→ **Exercise**
Below are entries; copy exactly the lines from the one with "per accepted book." through the one with "pub use state::EngineState;", both included, and leave out the rest.

——————

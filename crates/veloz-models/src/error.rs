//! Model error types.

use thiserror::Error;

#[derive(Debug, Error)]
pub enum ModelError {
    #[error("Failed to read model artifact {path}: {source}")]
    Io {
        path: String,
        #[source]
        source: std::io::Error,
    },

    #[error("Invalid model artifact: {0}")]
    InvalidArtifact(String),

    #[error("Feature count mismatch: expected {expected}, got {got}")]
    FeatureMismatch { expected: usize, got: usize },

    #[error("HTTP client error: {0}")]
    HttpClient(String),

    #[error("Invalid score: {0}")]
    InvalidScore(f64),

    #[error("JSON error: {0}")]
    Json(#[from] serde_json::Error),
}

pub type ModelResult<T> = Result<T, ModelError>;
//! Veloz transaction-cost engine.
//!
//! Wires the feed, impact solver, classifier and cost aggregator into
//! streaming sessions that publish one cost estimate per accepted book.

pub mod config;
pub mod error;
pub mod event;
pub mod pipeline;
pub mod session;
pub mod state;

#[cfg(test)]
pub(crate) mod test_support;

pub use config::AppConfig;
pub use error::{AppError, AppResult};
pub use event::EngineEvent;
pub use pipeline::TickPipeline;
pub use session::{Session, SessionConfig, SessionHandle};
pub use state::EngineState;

——————

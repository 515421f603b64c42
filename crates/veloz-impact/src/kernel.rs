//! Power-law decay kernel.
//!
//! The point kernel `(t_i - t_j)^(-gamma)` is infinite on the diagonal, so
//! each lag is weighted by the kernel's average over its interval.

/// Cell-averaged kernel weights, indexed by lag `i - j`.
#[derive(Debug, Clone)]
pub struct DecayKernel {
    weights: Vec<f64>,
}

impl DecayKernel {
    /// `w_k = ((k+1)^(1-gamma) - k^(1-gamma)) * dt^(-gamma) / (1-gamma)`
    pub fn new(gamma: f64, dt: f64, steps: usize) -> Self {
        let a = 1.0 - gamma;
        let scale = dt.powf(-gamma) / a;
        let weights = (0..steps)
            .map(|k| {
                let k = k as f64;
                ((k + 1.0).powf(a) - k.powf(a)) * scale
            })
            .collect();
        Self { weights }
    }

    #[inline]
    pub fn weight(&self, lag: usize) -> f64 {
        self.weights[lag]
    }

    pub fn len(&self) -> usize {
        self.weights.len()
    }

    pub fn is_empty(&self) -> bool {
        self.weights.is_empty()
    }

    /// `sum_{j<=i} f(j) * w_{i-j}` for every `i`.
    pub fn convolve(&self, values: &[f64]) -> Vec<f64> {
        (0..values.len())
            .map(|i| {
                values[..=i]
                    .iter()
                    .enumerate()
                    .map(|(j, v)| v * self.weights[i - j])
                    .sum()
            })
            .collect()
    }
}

——————

→ **Answer to this problem**
//! streaming sessions that publish one cost estimate per accepted book.

pub mod config;
pub mod error;
pub mod event;
pub mod pipeline;
pub mod session;
pub mod state;

#[cfg(test)]
pub(crate) mod test_support;

pub use config::AppConfig;
pub use error::{AppError, AppResult};
pub use event::EngineEvent;
pub use pipeline::TickPipeline;
pub use session::{Session, SessionConfig, SessionHandle};
pub use state::EngineState;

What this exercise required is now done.